Между этими записями поток «Ученика».
(Не для комментария! — «Сергей Михайлович! Ваш отец застал Февральскую Революцию? — Нет, только Государственную Думу. (Пауза). Но с него и этого было достаточно!»)
К сожалению, о цикле «Ученик» [738]записей (подробных) нет. Может быть, в другой тетради, но вряд ли.
Запись о богатых, для «Хвалы богатым» [739], у нас есть; вот еще одна, равнозначащая, Может быть, подойдет к тому же комментарию:
«Желая польстить царю, мы отмечаем человеческое в нем — дарование, свойство характера, удачное слово, т. е. духовное, т. е. наше.
Желая польстить нам , цари хвалят: чашку, из которой мы их угощаем, копеечного петуха в руках у нашего ребенка, т. е. вещественное, т. е. их , то, чем они так сверх — богаты.
…Каждый до-неба превозносит в другом — свое , данное тому в размерах булавочной головки» (1921).
Эти листочки сберегите, так как копии нет. Что-нибудь да пригодится.
У нас новостей нет (чего и Вам желаем) — окромя того, что Рюрик сбежал от культорши и поселился… у Казакова который был очень удивлен. Больше того, удивилась почтальонша, которую пес сбил с ног на казаковской территории (бывшей щербаковской). Конфликт быстро утрёсся. Холод все время стоял жуткий, сегодня, кажется, погода чуть смилостивилась, и завтра «дую» на базар, чтобы оставить А. А. добрую память по себе в виде сметаны. Судя по всему, Оттены про ваш визит не прознали (через Мандельштамшу, она, верно, забыла написать — или оказалась тоньше, чем я ожидала, да простит нас Господь…). Двистительено, мы с Солженицыным обменялись нотами по поводу ватных штанов Ивана Денисовича [740], но ничего интересного в этом нет — разве что Юлина осведомленность… Что мне Гекуба? [741]
Итак, до скорой встречи.

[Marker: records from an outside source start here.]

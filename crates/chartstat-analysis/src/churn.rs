//! Chart summaries for the bank churn table.

use std::collections::BTreeMap;

use chartstat_stats::{
    StatsError,
    descriptive,
    five_number::FiveNumberSummary,
    group::{self, group_by},
    histogram::Histogram,
    kde::DensityCurve,
    ticks,
};
use serde::{Deserialize, Serialize};

use crate::{
    chart::{ChartCollector, CorrelationFinding, PieSlice, ScatterFit, SkippedChart, pie_slices},
    config::ReportConfig,
    record::{ChurnRecord, ExitStatus},
};

/// Domain rounding granularity of the credit-score axis.
const DOMAIN_NICE_TICKS: usize = 10;

/// Every summary drawn for the churn table.
#[derive(Debug, Clone, PartialEq, Serialize, Deserialize)]
pub struct ChurnReport {
    pub record_count: usize,
    /// Bar chart: total number of products held, per country.
    pub products_by_geography: BTreeMap<String, f64>,
    /// Pie chart: customers who left, per gender.
    pub exits_by_gender: Vec<PieSlice>,
    pub age_histogram: Histogram,
    pub age_by_exit_status: Option<BTreeMap<ExitStatus, FiveNumberSummary>>,
    /// Violin plot: credit-score density per exit status.
    pub credit_score_density: Option<BTreeMap<ExitStatus, DensityCurve>>,
    /// Regression of credit score on balance.
    pub balance_vs_credit_score: Option<ScatterFit>,
    pub correlations: Vec<CorrelationFinding>,
    pub skipped: Vec<SkippedChart>,
}

type Field = fn(&ChurnRecord) -> f64;

const CORRELATION_PAIRS: [(&str, Field, &str, Field); 3] = [
    ("CreditScore", |r| r.credit_score, "Balance", |r| r.balance),
    ("Age", |r| r.age, "Balance", |r| r.balance),
    (
        "NumOfProducts",
        |r| r.num_of_products,
        "EstimatedSalary",
        |r| r.estimated_salary,
    ),
];

impl ChurnReport {
    /// Builds every churn chart summary.
    ///
    /// A chart whose aggregation fails is listed in `skipped` and the
    /// remaining charts are still built.
    ///
    /// # Examples
    ///
    /// ```
    /// use chartstat_analysis::{churn::ChurnReport, config::ReportConfig};
    ///
    /// let report = ChurnReport::build(&[], &ReportConfig::default());
    /// assert_eq!(report.record_count, 0);
    /// assert!(report.products_by_geography.is_empty());
    /// assert!(report.skipped.is_empty());
    /// ```
    #[must_use]
    pub fn build(records: &[ChurnRecord], config: &ReportConfig) -> Self {
        let mut charts = ChartCollector::default();

        let products_by_geography =
            group::sum_by(records, |r| r.geography.clone(), |r| r.num_of_products);
        let exits_by_gender = pie_slices(group::sum_by(
            records,
            |r| r.gender.clone(),
            |r| r.exited.as_count(),
        ));
        let age_histogram = Histogram::new(records.iter().map(|r| r.age), config.histogram_ticks);

        let age_by_exit_status = charts.build("age box plot", || {
            age_box_plots(records, config.whisker_factor)
        });
        let credit_score_density = charts.build("credit score violin plot", || {
            credit_score_violins(records, config)
        });
        let balance_vs_credit_score = charts.build("balance vs credit score regression", || {
            ScatterFit::build(config, records, |r| r.balance, |r| r.credit_score)
        });

        let correlations = CORRELATION_PAIRS
            .iter()
            .filter_map(|&(x_name, x, y_name, y)| {
                charts.build(format!("{x_name}/{y_name} correlation"), || {
                    CorrelationFinding::build(config, records, x_name, x, y_name, y)
                })
            })
            .collect();

        Self {
            record_count: records.len(),
            products_by_geography,
            exits_by_gender,
            age_histogram,
            age_by_exit_status,
            credit_score_density,
            balance_vs_credit_score,
            correlations,
            skipped: charts.finish(),
        }
    }
}

fn age_box_plots(
    records: &[ChurnRecord],
    whisker_factor: f64,
) -> Result<BTreeMap<ExitStatus, FiveNumberSummary>, StatsError> {
    group_by(records, |r| r.exited)
        .into_iter()
        .map(|(status, group)| {
            let ages = group.iter().map(|r| r.age).collect::<Vec<_>>();
            Ok((
                status,
                FiveNumberSummary::with_whisker_factor(&ages, whisker_factor)?,
            ))
        })
        .collect()
}

fn credit_score_violins(
    records: &[ChurnRecord],
    config: &ReportConfig,
) -> Result<BTreeMap<ExitStatus, DensityCurve>, StatsError> {
    // All groups share the evaluation points of the common score axis.
    let eval_points = descriptive::extent(records.iter().map(|r| r.credit_score))
        .map(|e| {
            let (lo, hi) = ticks::nice(e.min, e.max, DOMAIN_NICE_TICKS);
            ticks::ticks(lo, hi, config.violin_ticks)
        })
        .unwrap_or_default();

    group_by(records, |r| r.exited)
        .into_iter()
        .map(|(status, group)| {
            let scores = group.iter().map(|r| r.credit_score).collect::<Vec<_>>();
            Ok((status, config.density(&scores, &eval_points)?))
        })
        .collect()
}

#[cfg(test)]
mod tests {
    use super::*;

    fn customer(
        credit_score: f64,
        geography: &str,
        gender: &str,
        age: f64,
        balance: f64,
        exited: ExitStatus,
    ) -> ChurnRecord {
        ChurnRecord {
            credit_score,
            geography: geography.to_owned(),
            gender: gender.to_owned(),
            age,
            balance,
            num_of_products: 1.0 + (age % 3.0),
            estimated_salary: 1000.0 * age,
            exited,
        }
    }

    fn customers() -> Vec<ChurnRecord> {
        use ExitStatus::{Exited, Stayed};
        vec![
            customer(619.0, "France", "Female", 42.0, 0.0, Exited),
            customer(608.0, "Spain", "Female", 41.0, 83807.86, Stayed),
            customer(502.0, "France", "Female", 42.0, 159_660.8, Exited),
            customer(699.0, "France", "Female", 39.0, 0.0, Stayed),
            customer(850.0, "Spain", "Female", 43.0, 125_510.82, Stayed),
            customer(645.0, "Spain", "Male", 44.0, 113_755.78, Exited),
            customer(822.0, "France", "Male", 50.0, 0.0, Stayed),
            customer(376.0, "Germany", "Female", 29.0, 115_046.74, Exited),
            customer(501.0, "France", "Male", 44.0, 142_051.07, Stayed),
            customer(684.0, "France", "Male", 27.0, 134_603.88, Stayed),
        ]
    }

    #[test]
    fn test_bar_and_pie_totals() {
        let records = customers();
        let report = ChurnReport::build(&records, &ReportConfig::default());

        assert_eq!(report.record_count, 10);
        assert_eq!(
            report.products_by_geography.keys().collect::<Vec<_>>(),
            vec!["France", "Germany", "Spain"]
        );
        let total_products = report.products_by_geography.values().sum::<f64>();
        let expected = records.iter().map(|r| r.num_of_products).sum::<f64>();
        assert!((total_products - expected).abs() < 1e-9);

        let female = &report.exits_by_gender[0];
        assert_eq!(female.label, "Female");
        assert_eq!(female.value, 3.0);
        assert_eq!(female.percentage, 75.0);
    }

    #[test]
    fn test_box_plots_per_exit_status() {
        let report = ChurnReport::build(&customers(), &ReportConfig::default());
        let boxes = report.age_by_exit_status.unwrap();
        assert_eq!(boxes.len(), 2);
        let exited = &boxes[&ExitStatus::Exited];
        assert_eq!(exited.min, 29.0);
        assert_eq!(exited.max, 44.0);
        assert_eq!(exited.median, 42.0);
    }

    #[test]
    fn test_violins_share_evaluation_points() {
        let report = ChurnReport::build(&customers(), &ReportConfig::default());
        let violins = report.credit_score_density.unwrap();
        let stayed = &violins[&ExitStatus::Stayed];
        let exited = &violins[&ExitStatus::Exited];
        assert!(!stayed.is_empty());
        assert_eq!(stayed.len(), exited.len());
        // scores 376..850 round out to 350..850, sampled every 20 points
        assert_eq!(stayed.points()[0].0, 360.0);
        assert_eq!(stayed.points()[stayed.len() - 1].0, 840.0);
        assert_eq!(stayed.len(), 25);
    }

    #[test]
    fn test_histogram_counts_every_age() {
        let report = ChurnReport::build(&customers(), &ReportConfig::default());
        let total = report
            .age_histogram
            .bins
            .iter()
            .map(|b| b.count)
            .sum::<u64>();
        assert_eq!(total, 10);
    }

    #[test]
    fn test_three_correlations_in_order() {
        let report = ChurnReport::build(&customers(), &ReportConfig::default());
        let pairs = report
            .correlations
            .iter()
            .map(|c| (c.x.as_str(), c.y.as_str()))
            .collect::<Vec<_>>();
        assert_eq!(
            pairs,
            vec![
                ("CreditScore", "Balance"),
                ("Age", "Balance"),
                ("NumOfProducts", "EstimatedSalary"),
            ]
        );
        assert!(report.correlations.iter().all(|c| c.coefficient.abs() <= 1.0));
    }

    #[test]
    fn test_strict_mode_skips_degenerate_charts_only() {
        let mut records = customers();
        for r in &mut records {
            r.balance = 0.0;
        }
        let config = ReportConfig {
            strict: true,
            ..ReportConfig::default()
        };
        let report = ChurnReport::build(&records, &config);

        assert!(report.balance_vs_credit_score.is_none());
        assert_eq!(report.correlations.len(), 1);
        assert_eq!(report.skipped.len(), 3);
        assert!(report.age_by_exit_status.is_some());
        assert!(report.credit_score_density.is_some());
    }

    #[test]
    fn test_lenient_mode_keeps_conventional_values() {
        let mut records = customers();
        for r in &mut records {
            r.balance = 0.0;
        }
        let report = ChurnReport::build(&records, &ReportConfig::default());
        assert!(report.skipped.is_empty());
        assert_eq!(report.correlations[0].coefficient, 0.0);
        let scatter = report.balance_vs_credit_score.unwrap();
        assert!(!scatter.fit.slope.is_finite());
    }
}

Я ошеломлена количеством Ваших свободных дней — от пятницы до вторника… Может быть, новый шеф Вас уже высадил из лона (Андрона?) [742]. Целуем
АСАА!7
6 февраля 1963 г.
Милая Анечка, вчера вечером, к сожалению, не смогла к Вам дозвониться, так как кто-то у Вас долго висел на телефоне (не Вы ли собирали сведения о «Нечаянной Радости»?!) [743]. В субботу я буду дома только к окончании Вашего рабочего дня, т. е. с 4-х ч., так как до этого должна быть у Маршака [744], который уезжает и может меня принять только в это время. Так что, даже если и удастся освободиться раньше, Вам имею в виду, то учтите мои маршаковские обстоятельства. Кстати, во всех теткиных книгах по старой Москве нет этой самой «Нечаянной радости» в саду. Придется дать примечание «вообще». Все остальное как будто есть.